● **Work task**
Could you filter the data below down to the lines that hold the word "loop"?

● **Exercise material**
//! Per-metric batcher worker.
//!
//! One long-lived task per metric. The worker first resolves the
//! metric's table (reporting resolution failures to the requests that
//! hit them), then enters a hot-receive loop: keep pulling requests off
//! the channel while that is possible without blocking, and flush to
//! the copier pool when the channel runs dry or the pending buffer
//! fills. Wakeup plus a database round-trip is expensive and easily
//! amortized when samples for a metric arrive clustered; when they
//! arrive sparsely, blocking on the channel avoids spinning.

use super::copier::CopyRequest;
use super::pending::PendingBuffer;
use super::telemetry;
use crate::cache::MetricCache;
use crate::model::{report_all, InsertRequest, MetricInfo};
use crate::store::{schema, Connection, ConnectionRef, SqlValue};
use crate::{Error, Result};

use std::sync::Arc;
use tokio::sync::mpsc;
use tokio::sync::mpsc::error::TryRecvError;
use tracing::{debug, error};

/// Resolve the metric's table name, returning whether the table may
/// have just been created.
async fn metric_table_name(conn: &dyn Connection, metric: &str) -> Result<(String, bool)> {
    let sql = format!(
        "SELECT table_name, possibly_new FROM {}.get_or_create_metric_table_name($1)",
        schema::CATALOG
    );
    let rows = conn
        .query(&sql, &[SqlValue::Text(metric.to_string())])
        .await
        .map_err(|e| Error::TableResolution {
            metric: metric.to_string(),
            reason: e.to_string(),
        })?;

    let row = rows.first().ok_or_else(|| Error::TableResolution {
        metric: metric.to_string(),
        reason: "no rows returned".to_string(),
    })?;
    let table_name = row.get_text(0).map_err(|e| Error::TableResolution {
        metric: metric.to_string(),
        reason: e.to_string(),
    })?;
    let possibly_new = row.get_bool(1).map_err(|e| Error::TableResolution {
        metric: metric.to_string(),
        reason: e.to_string(),
    })?;

    if table_name.is_empty() {
        return Err(Error::MissingTableName {
            metric: metric.to_string(),
        });
    }
    Ok((table_name.to_string(), possibly_new))
}

/// Create the metric table for the metric we handle, if it does not
/// already exist. Only the critical part happens here; the rest (index,
/// compression policy, retention) is driven by the completer draining
/// the creation signal.
async fn initialize_metric_batcher(
    conn: &dyn Connection,
    metric: &str,
    complete_metric_creation: &mpsc::Sender<()>,
    metric_cache: &MetricCache,
) -> Result<String> {
    if let Some(info) = metric_cache.get(schema::DATA, metric) {
        if !info.table_name.is_empty() {
            return Ok(info.table_name);
        }
    }

    let (table_name, possibly_new) = metric_table_name(conn, metric).await?;

    // Cache population is an optimization; a full cache dropping the
    // entry is fine.
    metric_cache.set(
        schema::DATA,
        metric,
        MetricInfo {
            table_schema: schema::DATA.to_string(),
            table_name: table_name.clone(),
            series_table: String::new(),
        },
    );

    if possibly_new {
        // Lossy signal: the completer periodically re-scans anyway.
        let _ = complete_metric_creation.try_send(());
    }
    Ok(table_name)
}

struct MetricBatcher {
    input: mpsc::Receiver<InsertRequest>,
    pending: PendingBuffer,
    metric_table_name: String,
    to_copiers: mpsc::Sender<CopyRequest>,
}

impl MetricBatcher {
    async fn handle_req(&mut self, req: InsertRequest) {
        self.pending.add_req(req);
        if self.pending.is_full() {
            self.flush_pending().await;
        }
    }

    async fn flush(&mut self) {
        if self.pending.is_empty() {
            return;
        }
        self.flush_pending().await;
    }

    /// Hand ownership of the pending buffer to the copier pool. The
    /// blocking send propagates copier back-pressure upstream.
    async fn flush_pending(&mut self) {
        telemetry::record_flush_series(self.pending.count_series() as u64);
        let buffer = std::mem::take(&mut self.pending);
        let request = CopyRequest {
            buffer,
            table_name: self.metric_table_name.clone(),
        };
        if let Err(failed) = self.to_copiers.send(request).await {
            // Copier pool is gone; every retained handle still gets an
            // answer.
            report_all(failed.0.buffer.into_requests(), &Error::PipelineClosed);
        }
    }
}

/// Worker entry point, spawned by the dispatcher per metric name.
pub(crate) async fn run_metric_batcher(
    conn: ConnectionRef,
    mut input: mpsc::Receiver<InsertRequest>,
    metric_name: String,
    complete_metric_creation: mpsc::Sender<()>,
    metric_cache: Arc<MetricCache>,
    to_copiers: mpsc::Sender<CopyRequest>,
) {
    // Startup phase: consume requests until the metric table resolves.
    // Resolution errors go to the request that hit them; the worker
    // tries again with the next request.
    let mut startup: Option<(String, InsertRequest)> = None;
    while let Some(req) = input.recv().await {
        match initialize_metric_batcher(
            conn.as_ref(),
            &metric_name,
            &complete_metric_creation,
            &metric_cache,
        )
        .await
        {
            Ok(table_name) => {
                startup = Some((table_name, req));
                break;
            }
            Err(err) => {
                error!(metric = %metric_name, error = %err, "initializing the insert routine failed");
                req.report_result(Err(err));
            }
        }
    }

    // Input channel closed before any resolution succeeded.
    let Some((metric_table_name, first_req)) = startup else {
        debug!(metric = %metric_name, "metric batcher exiting before table resolution");
        return;
    };

    let mut handler = MetricBatcher {
        input,
        pending: PendingBuffer::new(),
        metric_table_name,
        to_copiers,
    };
    handler.handle_req(first_req).await;

    loop {
        if handler.pending.is_empty() {
            match handler.input.recv().await {
                Some(req) => {
                    handler.handle_req(req).await;
                    continue;
                }
                None => return,
            }
        }

        // Hot receive: drain without blocking until dry or full.
        loop {
            match handler.input.try_recv() {
                Ok(req) => {
                    handler.handle_req(req).await;
                    if handler.pending.is_full() {
                        break;
                    }
                }
                Err(TryRecvError::Empty) => break,
                Err(TryRecvError::Disconnected) => {
                    handler.flush().await;
                    return;
                }
            }
        }

        handler.flush().await;
    }
}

● **The completed task**
//! hit them), then enters a hot-receive loop: keep pulling requests off
    loop {
        loop {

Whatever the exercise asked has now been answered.